The foundation claims that lack of much-needed oversight made it impossible to know whether expenditures were justified.
Jim Akula, a professor in the psychology department, weighed in on why the dispute resulted in a heavy fine.
“What it sounds like is that the PI (principal investigator) was spending government money where he shouldn’t have been,” he said in an email to The News. “It is not hard to get away with this kind of stuff for a while. The university eventually caught him and took some countermeasures, but didn’t report it in a timely manner to the NSF. That makes it smell like a cover-up, and that’s why huge fines were levied.”
The District Attorney claimed that the university, as a recipient of government funds, had both a financial responsibility and public trust responsibility.
“In this case, Northeastern failed to protect the government’s interest and lacked adequate control over a researcher’s ability to spend millions of taxpayer dollars,” Allison Lerner, inspector general of the NSF, said in the statement from the District Attorney.
In response, the university claimed that it has made improvements to its financial management system.
“The university has made significant enhancements to its personnel, procedural and financial controls to support its robust research enterprise,” the statement said. “The university takes compliance seriously in all aspects of its operations and is proud of its successful and ongoing partnership with the National Science Foundation.”

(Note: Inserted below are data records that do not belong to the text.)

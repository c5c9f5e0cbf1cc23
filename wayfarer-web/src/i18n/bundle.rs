use crate::i18n::locales::{is_supported, load_translations};
use serde_json::Value;
use std::cell::RefCell;

#[cfg(all(not(test), target_arch = "wasm32"))]
const LOCALE_STORAGE_KEY: &str = "wayfarer.locale";

pub(crate) struct I18nBundle {
    pub(crate) lang: String,
    pub(crate) translations: Value,
    pub(crate) fallback: Value,
}

fn build_bundle(lang: &str) -> Option<I18nBundle> {
    if !is_supported(lang) {
        return None;
    }
    let fallback = load_translations("en")?;
    let translations = load_translations(lang)?;

    Some(I18nBundle {
        lang: lang.to_string(),
        translations,
        fallback,
    })
}

fn fallback_bundle() -> I18nBundle {
    let fallback = load_translations("en").unwrap_or(Value::Object(serde_json::Map::new()));

    I18nBundle {
        lang: "en".to_string(),
        translations: fallback.clone(),
        fallback,
    }
}

fn saved_lang() -> String {
    #[cfg(all(not(test), target_arch = "wasm32"))]
    {
        web_sys::window()
            .and_then(|win| win.local_storage().ok().flatten())
            .and_then(|storage| storage.get_item(LOCALE_STORAGE_KEY).ok().flatten())
            .unwrap_or_else(|| "en".to_string())
    }

    #[cfg(any(test, not(target_arch = "wasm32")))]
    {
        "en".to_string()
    }
}

thread_local! {
    pub(super) static CURRENT: RefCell<I18nBundle> = RefCell::new({
        let initial = saved_lang();
        build_bundle(&initial).unwrap_or_else(|| build_bundle("en").unwrap_or_else(fallback_bundle))
    });
}

pub(super) fn with_bundle<R>(f: impl FnOnce(&I18nBundle) -> R) -> R {
    CURRENT.with(|cell| f(&cell.borrow()))
}

fn replace_bundle(bundle: I18nBundle) {
    CURRENT.with(|cell| cell.replace(bundle));
}

/// Set the current language for internationalization
///
/// Unsupported codes are ignored. In the browser the `<html lang>` attribute
/// is updated and the choice persisted to localStorage.
pub fn set_lang(lang: &str) {
    if let Some(bundle) = build_bundle(lang) {
        replace_bundle(bundle);
        #[cfg(target_arch = "wasm32")]
        {
            if let Some(el) = crate::dom::document().and_then(|doc| doc.document_element()) {
                let _ = el.set_attribute("lang", lang);
            }
            #[cfg(not(test))]
            {
                if let Some(storage) =
                    web_sys::window().and_then(|win| win.local_storage().ok().flatten())
                {
                    let _ = storage.set_item(LOCALE_STORAGE_KEY, lang);
                }
            }
        }
        log::debug!("locale set to {lang}");
    }
}

/// Get the current active language code
#[must_use]
pub fn current_lang() -> String {
    with_bundle(|bundle| bundle.lang.clone())
}

#[cfg(test)]
mod tests {
    use super::*;

    #[test]
    fn build_bundle_loads_requested_locale() {
        let bundle = build_bundle("hi").expect("bundle should load");
        assert_eq!(bundle.lang, "hi");
        assert!(bundle.translations.is_object());
        assert!(bundle.fallback.is_object());
        assert!(build_bundle("xx").is_none());
    }

    #[test]
    fn fallback_bundle_defaults_to_en() {
        let bundle = fallback_bundle();
        assert_eq!(bundle.lang, "en");
        assert!(bundle.translations.is_object());
    }

    #[test]
    fn unsupported_language_keeps_current() {
        set_lang("en");
        set_lang("xx");
        assert_eq!(current_lang(), "en");
    }
}
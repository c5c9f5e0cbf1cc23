pub mod alert;
pub mod badge;
pub mod input;
pub mod rating;
pub mod select;
pub mod textarea;

pub use alert::{Alert, AlertProps};
pub use badge::{Badge, BadgeProps};
pub use input::{Input, InputProps};
pub use rating::{Rating, RatingProps};
pub use select::{Select, SelectOption, SelectProps};
pub use textarea::{Textarea, TextareaProps};
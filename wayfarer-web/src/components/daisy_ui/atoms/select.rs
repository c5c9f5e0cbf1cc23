use crate::components::daisy_ui::foundation as f;
use f::TargetCast;

#[derive(Clone, PartialEq, Eq)]
pub struct SelectOption {
    pub label: f::AttrValue,
    pub value: f::AttrValue,
}

impl SelectOption {
    #[must_use]
    pub fn new(value: impl Into<f::AttrValue>, label: impl Into<f::AttrValue>) -> Self {
        Self {
            label: label.into(),
            value: value.into(),
        }
    }
}

#[derive(f::Properties, PartialEq, Clone)]
pub struct SelectProps {
    #[prop_or_default]
    pub id: Option<f::AttrValue>,
    pub options: Vec<SelectOption>,
    /// Leading empty-valued option, e.g. "Select a destination".
    #[prop_or_default]
    pub placeholder: Option<f::AttrValue>,
    #[prop_or_default]
    pub value: Option<f::AttrValue>,
    #[prop_or_default]
    pub class: f::Classes,
    #[prop_or_default]
    pub on_change: f::Callback<f::AttrValue>,
}

#[f::function_component(Select)]
pub fn select(props: &SelectProps) -> f::Html {
    let class = f::class_list(&["select", "select-bordered", "w-full"], &props.class);
    let on_change = {
        let cb = props.on_change.clone();
        f::Callback::from(move |e: f::Event| {
            if let Some(sel) = e.target_dyn_into::<f::HtmlSelectElement>() {
                cb.emit(sel.value().into());
            }
        })
    };
    let current = props.value.clone().unwrap_or_default();
    f::html! {
        <select
            id={f::attr_value(&props.id)}
            class={class}
            value={current.clone()}
            onchange={on_change}
        >
            { props.placeholder.as_ref().map(|label| f::html! {
                <option value="" selected={current.is_empty()}>{ label.clone() }</option>
            }).unwrap_or_default() }
            { for props.options.iter().map(|opt| {
                f::html! {
                    <option value={opt.value.clone()} selected={opt.value == current}>
                        { opt.label.clone() }
                    </option>
                }
            })}
        </select>
    }
}
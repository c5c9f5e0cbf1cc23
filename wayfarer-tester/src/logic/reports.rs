use anyhow::Result;
use colored::Colorize;
use std::io::Write;
use std::time::Duration;

use super::ScenarioResult;

#[allow(clippy::cast_precision_loss)]
fn success_rate(passed: usize, total: usize) -> f64 {
    if total == 0 {
        0.0
    } else {
        (passed as f64 / total as f64) * 100.0
    }
}

pub fn generate_console_report<W: Write + ?Sized>(
    writer: &mut W,
    results: &[ScenarioResult],
    total_duration: Duration,
) -> Result<()> {
    writeln!(writer)?;
    writeln!(writer, "{}", "📊 Logic Test Results Summary".bright_cyan().bold())?;
    writeln!(writer, "{}", "==============================".cyan())?;

    let total = results.len();
    let passed = results.iter().filter(|r| r.passed).count();
    let failed = total - passed;

    writeln!(writer, "Total scenarios: {total}")?;
    writeln!(writer, "Passed: {}", passed.to_string().green())?;
    writeln!(writer, "Failed: {}", failed.to_string().red())?;
    writeln!(writer, "Success rate: {:.1}%", success_rate(passed, total))?;
    writeln!(writer, "Total time: {total_duration:?}")?;
    writeln!(writer)?;

    for result in results {
        let status = if result.passed {
            "✅ PASS".green()
        } else {
            "❌ FAIL".red()
        };
        writeln!(
            writer,
            "{status} {} (seed {})",
            result.scenario_name.bold(),
            result.seed
        )?;
        writeln!(
            writer,
            "   Iterations: {}/{} successful",
            result.successful_iterations, result.iterations_run
        )?;
        writeln!(writer, "   Average time: {:?}", result.average_duration)?;
        if !result.failures.is_empty() {
            writeln!(writer, "   Failures:")?;
            for failure in &result.failures {
                writeln!(writer, "     • {}", failure.red())?;
            }
        }
        writeln!(writer)?;
    }

    let fastest = results.iter().min_by_key(|r| r.average_duration);
    let slowest = results.iter().max_by_key(|r| r.average_duration);
    if let (Some(fastest), Some(slowest)) = (fastest, slowest) {
        writeln!(writer, "{}", "⚡ Performance Summary".bright_yellow().bold())?;
        writeln!(writer, "{}", "=====================".yellow())?;
        writeln!(
            writer,
            "Fastest: {} ({:?})",
            fastest.scenario_name.green(),
            fastest.average_duration
        )?;
        writeln!(
            writer,
            "Slowest: {} ({:?})",
            slowest.scenario_name.yellow(),
            slowest.average_duration
        )?;
    }
    Ok(())
}

pub fn generate_json_report<W: Write + ?Sized>(
    writer: &mut W,
    results: &[ScenarioResult],
) -> Result<()> {
    let json_output = serde_json::to_string_pretty(results)?;
    writeln!(writer, "{json_output}")?;
    Ok(())
}

pub fn generate_markdown_report<W: Write + ?Sized>(
    writer: &mut W,
    results: &[ScenarioResult],
) -> Result<()> {
    writeln!(writer, "# Wayfarer Logic Test Results\n")?;

    let total = results.len();
    let passed = results.iter().filter(|r| r.passed).count();

    writeln!(writer, "## Summary\n")?;
    writeln!(writer, "- **Total scenarios**: {total}")?;
    writeln!(writer, "- **Passed**: {passed}")?;
    writeln!(writer, "- **Failed**: {}", total - passed)?;
    writeln!(
        writer,
        "- **Success rate**: {:.1}%\n",
        success_rate(passed, total)
    )?;

    writeln!(writer, "## Detailed Results\n")?;
    for result in results {
        let status = if result.passed { "✅" } else { "❌" };
        writeln!(
            writer,
            "### {status} {} (seed {})\n",
            result.scenario_name, result.seed
        )?;
        writeln!(
            writer,
            "- **Iterations**: {}/{} successful",
            result.successful_iterations, result.iterations_run
        )?;
        writeln!(writer, "- **Average time**: {:?}", result.average_duration)?;
        if !result.failures.is_empty() {
            writeln!(writer, "\n**Failures:**\n")?;
            for failure in &result.failures {
                writeln!(writer, "- `{failure}`")?;
            }
        }
        writeln!(writer)?;
    }
    Ok(())
}

#[cfg(test)]
mod tests {
    use super::*;

    fn sample(passed: bool) -> ScenarioResult {
        ScenarioResult {
            scenario_name: "Smoke".to_string(),
            seed: 1337,
            passed,
            iterations_run: 3,
            successful_iterations: if passed { 3 } else { 2 },
            failures: if passed {
                Vec::new()
            } else {
                vec!["Iteration 2 (seed 1338): expected 3 days, got 2".to_string()]
            },
            average_duration: Duration::from_millis(2),
        }
    }

    #[test]
    fn markdown_lists_failures() {
        let mut buf = Vec::new();
        generate_markdown_report(&mut buf, &[sample(true), sample(false)]).unwrap();
        let text = String::from_utf8(buf).unwrap();
        assert!(text.starts_with("# Wayfarer Logic Test Results"));
        assert!(text.contains("- **Failed**: 1"));
        assert!(text.contains("- **Success rate**: 50.0%"));
        assert!(text.contains("expected 3 days, got 2"));
    }

    #[test]
    fn json_report_parses_back() {
        let mut buf = Vec::new();
        generate_json_report(&mut buf, &[sample(true)]).unwrap();
        let parsed: Vec<ScenarioResult> = serde_json::from_slice(&buf).unwrap();
        assert_eq!(parsed.len(), 1);
        assert_eq!(parsed[0].seed, 1337);
        assert_eq!(parsed[0].average_duration, Duration::from_millis(2));
    }

    #[test]
    fn console_report_handles_empty_results() {
        let mut buf = Vec::new();
        generate_console_report(&mut buf, &[], Duration::ZERO).unwrap();
        let text = String::from_utf8(buf).unwrap();
        assert!(text.contains("Total scenarios: 0"));
        assert!(text.contains("Success rate: 0.0%"));
        assert!(!text.contains("Performance Summary"));
    }
}
use chrono::NaiveDate;
use futures::executor::block_on;
use smallvec::smallvec;
use wayfarer_planner::{
    Accommodation, Activity, ActivityCategory, ChatConfig, DayPlan, WeatherCondition,
    WeatherSample,
};
use wayfarer_web::components::chat_panel::{ChatPanel, Props as ChatPanelProps};
use wayfarer_web::components::day_card::{DayCard, Props as DayCardProps, day_heading};
use wayfarer_web::components::daisy_ui::{
    Alert, AlertProps, Badge, BadgeProps, DaisyColor, Select, SelectOption, SelectProps,
};
use wayfarer_web::components::header::{Header, Props as HeaderProps};
use yew::{AttrValue, Callback, LocalServerRenderer};

fn sample_day() -> DayPlan {
    DayPlan {
        day: 2,
        date: NaiveDate::from_ymd_opt(2024, 6, 2).unwrap(),
        weather: WeatherSample::new(27, WeatherCondition::Cloudy),
        activities: smallvec![Activity {
            id: "act-1-0".into(),
            name: "Backwater Cruise".into(),
            category: ActivityCategory::Relaxation,
            cost: 2000,
            duration: "4 hours".into(),
            description: "Backwater Cruise in kerala".into(),
        }],
        accommodation: Accommodation {
            name: "Lakeside Homestay".into(),
            tier: "Homestay".into(),
            rating: 4.5,
            price_per_night: 3500,
            amenities: vec!["WiFi".into(), "Breakfast".into()],
        },
    }
}

#[test]
fn day_card_shows_weather_activities_and_stay() {
    let props = DayCardProps { plan: sample_day() };
    let html = block_on(LocalServerRenderer::<DayCard>::with_props(props).render());
    assert!(html.contains("Day 2 - June 2, 2024"));
    assert!(html.contains("Cloudy"));
    assert!(html.contains("27°C"));
    assert!(html.contains("Backwater Cruise"));
    assert!(html.contains("Relaxation"));
    assert!(html.contains("Duration: 4 hours"));
    assert!(html.contains("Lakeside Homestay"));
    assert!(html.contains("Rating: 4.5/5"));
    assert!(html.contains("WiFi"));
    assert!(html.contains("Breakfast"));
    assert!(html.contains("data-activity-id=\"act-1-0\""));
}

#[test]
fn day_heading_uses_long_dates() {
    assert_eq!(day_heading(&sample_day()), "Day 2 - June 2, 2024");
}

#[test]
fn chat_panel_starts_empty() {
    let props = ChatPanelProps {
        config: ChatConfig::default(),
        on_close: Callback::noop(),
    };
    let html = block_on(LocalServerRenderer::<ChatPanel>::with_props(props).render());
    assert!(html.contains("AI Travel Assistant"));
    assert!(html.contains("Ask about sights, food, or getting around."));
    assert!(html.contains("Send"));
}

#[test]
fn header_offers_navigation_and_locales() {
    let props = HeaderProps {
        current_lang: "en".into(),
        on_lang_change: Callback::noop(),
        on_navigate: Callback::noop(),
    };
    let html = block_on(LocalServerRenderer::<Header>::with_props(props).render());
    assert!(html.contains("Plan a Trip"));
    assert!(html.contains("Dashboard"));
    assert!(html.contains("English"));
    assert!(html.contains("हिन्दी"));
}

#[test]
fn alert_uses_error_role_for_errors() {
    let props = AlertProps {
        message: Some(AttrValue::from("Trip duration must be between 1 and 10 days")),
        variant: Some(DaisyColor::Error),
        class: yew::Classes::new(),
        children: yew::Children::default(),
    };
    let html = block_on(LocalServerRenderer::<Alert>::with_props(props).render());
    assert!(html.contains("alert-error"));
    assert!(html.contains("role=\"alert\""));
}

#[test]
fn badge_and_select_render_options() {
    let props = BadgeProps {
        label: "Within budget".into(),
        variant: Some(DaisyColor::Success),
        size: None,
        class: yew::Classes::new(),
    };
    let html = block_on(LocalServerRenderer::<Badge>::with_props(props).render());
    assert!(html.contains("badge-success"));

    let props = SelectProps {
        id: Some("trip-type".into()),
        options: vec![
            SelectOption::new("solo", "Solo"),
            SelectOption::new("family", "Family"),
        ],
        placeholder: None,
        value: Some("family".into()),
        class: yew::Classes::new(),
        on_change: Callback::noop(),
    };
    let html = block_on(LocalServerRenderer::<Select>::with_props(props).render());
    assert!(html.contains("Solo"));
    assert!(html.contains("Family"));
}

Multiple professors and administrators at Northeastern had no knowledge of the matter or felt they did not have enough experience with grants and declined to comment.
“We cannot afford to waste the little money we do have to conduct government funded research,” Amar Fernald, freshman political science major, said. “A lot of money may have been wasted when it could have been used for something productive.”
Although the integrity of research conducted by Northeastern has not been brought into question, it remains vague how much funding was actually used for project-related expenses.
Photo by Brian Bae.
Editor’s note: A previous version of this article said the university’s External Affairs department could not be reached for comment. The department issued a statement to The News.